Now what should we believe? A NASA safety review released on Wednesday says that there’s no evidence that astronauts were drunk when they flew into space. The review was conducted by NASA chief of Safety and Mission Assurance Bryan O’Connor, who looked into the last 20 years of NASA spaceflights.
As you may remember, the news of drunken astronauts first came out about a month ago, when an internal safety review turned up two incidents where astronauts were intoxicated just before their launch into space. In one case, a shuttle launch was scrubbed. And in another case, an astronaut went into space aboard a Soyuz rocket.

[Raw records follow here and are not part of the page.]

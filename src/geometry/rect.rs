use super::point::Point;

/// Axis-aligned bounds of a tag on screen, stored as top-left plus size.
#[derive(Debug, Clone, Copy, Default, PartialEq)]
pub struct Rect {
    pub x: f32,
    pub y: f32,
    pub width: f32,
    pub height: f32,
}

impl Rect {
    #[inline]
    pub fn new(x: f32, y: f32, width: f32, height: f32) -> Self {
        Self {
            x,
            y,
            width,
            height,
        }
    }

    /// From opposite corners (left, top, right, bottom).
    #[inline]
    pub fn from_tlbr(x1: f32, y1: f32, x2: f32, y2: f32) -> Self {
        Self::new(x1, y1, x2 - x1, y2 - y1)
    }

    /// Smallest Rect enclosing all `points`. Empty input gives a zero Rect.
    pub fn bounding(points: &[Point]) -> Self {
        let Some(first) = points.first() else {
            return Self::default();
        };
        let (mut x1, mut y1, mut x2, mut y2) = (first.x, first.y, first.x, first.y);
        for p in &points[1..] {
            x1 = x1.min(p.x);
            y1 = y1.min(p.y);
            x2 = x2.max(p.x);
            y2 = y2.max(p.y);
        }
        Self::from_tlbr(x1, y1, x2, y2)
    }

    #[inline]
    pub fn right(&self) -> f32 {
        self.x + self.width
    }

    #[inline]
    pub fn bottom(&self) -> f32 {
        self.y + self.height
    }

    #[inline]
    pub fn center(&self) -> Point {
        Point::new(self.x + self.width / 2.0, self.y + self.height / 2.0)
    }

    /// Half-open containment: left and top edges are inside, right and bottom are not.
    pub fn contains(&self, point: &Point) -> bool {
        (self.x..self.right()).contains(&point.x) && (self.y..self.bottom()).contains(&point.y)
    }
}

#[cfg(test)]
mod tests {
    use super::*;

    #[test]
    fn test_from_opposite_corners() {
        let rect = Rect::from_tlbr(10.0, 20.0, 40.0, 60.0);
        assert_eq!(rect, Rect::new(10.0, 20.0, 30.0, 40.0));
        assert_eq!((rect.right(), rect.bottom()), (40.0, 60.0));
    }

    #[test]
    fn test_bounding_of_rotated_quad() {
        let quad = [
            Point::new(5.0, 0.0),
            Point::new(10.0, 5.0),
            Point::new(5.0, 10.0),
            Point::new(0.0, 5.0),
        ];
        let rect = Rect::bounding(&quad);
        assert_eq!(rect, Rect::new(0.0, 0.0, 10.0, 10.0));
        assert_eq!(rect.center(), Point::new(5.0, 5.0));
    }

    #[test]
    fn test_contains_is_half_open() {
        let rect = Rect::new(0.0, 0.0, 10.0, 10.0);
        assert!(rect.contains(&Point::new(0.0, 0.0)));
        assert!(rect.contains(&Point::new(9.9, 9.9)));
        assert!(!rect.contains(&Point::new(10.0, 5.0)));
        assert!(!rect.contains(&Point::new(-0.1, 5.0)));
    }

    #[test]
    fn test_bounding_empty() {
        assert_eq!(Rect::bounding(&[]), Rect::default());
    }
}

This new 45-page report by safety chief Bryan O’Connor, a former astronaut himself and one of the Columbia accident investigators, was requested by NASA chief Mike Griffin after the allegations came out.
According to O’Connor, “I was unable to verify any case in which an astronaut spaceflight crewmember was impaired on launch day.” He also didn’t find any situation where a manager disregarded warnings from a NASA employee that an astronaut was unsafe to fly.
Despite the lack of evidence, O’Connor still suggested that NASA doctors should play a stronger oversight role during launch day, and that NASA should add excessive drinking to its list of risky activities.
In a recent press conference, NASA administrator Mike Griffin noted that there was a 1991 law that directed the space agency to come up with a policy for alcohol testing, but they hadn’t implemented it yet. So, now they’ll probably get going to put something in place.